Records drawn from a dataset:

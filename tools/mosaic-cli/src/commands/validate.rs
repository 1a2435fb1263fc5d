//! Manifest validation command.

use anyhow::Result;
use serde::Serialize;

use crate::context::Context;
use crate::output::version_badge;

#[derive(Serialize)]
struct FragmentSummary<'a> {
    name: &'a str,
    url: &'a str,
    default_version: &'a str,
    versions: Vec<&'a str>,
    assets: usize,
    is_static: bool,
}

/// Run the validate command.
pub async fn run(ctx: &Context) -> Result<()> {
    let manifest = ctx.manifest()?;

    let summaries: Vec<FragmentSummary<'_>> = manifest
        .fragments
        .iter()
        .map(|f| FragmentSummary {
            name: &f.name,
            url: &f.render.url,
            default_version: &f.version,
            versions: f.versions.keys().map(String::as_str).collect(),
            assets: f.versions.values().map(|v| v.assets.len()).sum(),
            is_static: f.render.is_static,
        })
        .collect();

    if ctx.output.is_json() {
        ctx.output.json(&summaries);
        return Ok(());
    }

    ctx.output.header(&format!("Gateway {}", manifest.gateway.name));
    ctx.output.kv("url", &manifest.gateway.url);

    for fragment in &manifest.fragments {
        ctx.output.info(&format!("{} -> {}", fragment.name, fragment.render.url));
        for id in fragment.versions.keys() {
            ctx.output.list_item(&version_badge(id, *id == fragment.version));
        }
        if fragment.render.is_static {
            ctx.output.kv("static", "yes");
        }
    }

    ctx.output.success(&format!(
        "Manifest is valid ({} fragment(s))",
        manifest.fragments.len()
    ));
    Ok(())
}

◆ TASK STATEMENT
Only the data above, repeated exactly, should make up the reply.

◆ TASK ANSWER
filename tools/mosaic-cli/src/commands/validate.rs
repository 1a2435fb1263fc5d
//! Manifest validation command.

use anyhow::Result;
use serde::Serialize;

use crate::context::Context;
use crate::output::version_badge;

#[derive(Serialize)]
struct FragmentSummary<'a> {
    name: &'a str,
    url: &'a str,
    default_version: &'a str,
    versions: Vec<&'a str>,
    assets: usize,
    is_static: bool,
}

/// Run the validate command.
pub async fn run(ctx: &Context) -> Result<()> {
    let manifest = ctx.manifest()?;

    let summaries: Vec<FragmentSummary<'_>> = manifest
        .fragments
        .iter()
        .map(|f| FragmentSummary {
            name: &f.name,
            url: &f.render.url,
            default_version: &f.version,
            versions: f.versions.keys().map(String::as_str).collect(),
            assets: f.versions.values().map(|v| v.assets.len()).sum(),
            is_static: f.render.is_static,
        })
        .collect();

    if ctx.output.is_json() {
        ctx.output.json(&summaries);
        return Ok(());
    }

    ctx.output.header(&format!("Gateway {}", manifest.gateway.name));
    ctx.output.kv("url", &manifest.gateway.url);

    for fragment in &manifest.fragments {
        ctx.output.info(&format!("{} -> {}", fragment.name, fragment.render.url));
        for id in fragment.versions.keys() {
            ctx.output.list_item(&version_badge(id, *id == fragment.version));
        }
        if fragment.render.is_static {
            ctx.output.kv("static", "yes");
        }
    }

    ctx.output.success(&format!(
        "Manifest is valid ({} fragment(s))",
        manifest.fragments.len()
    ));
    Ok(())
}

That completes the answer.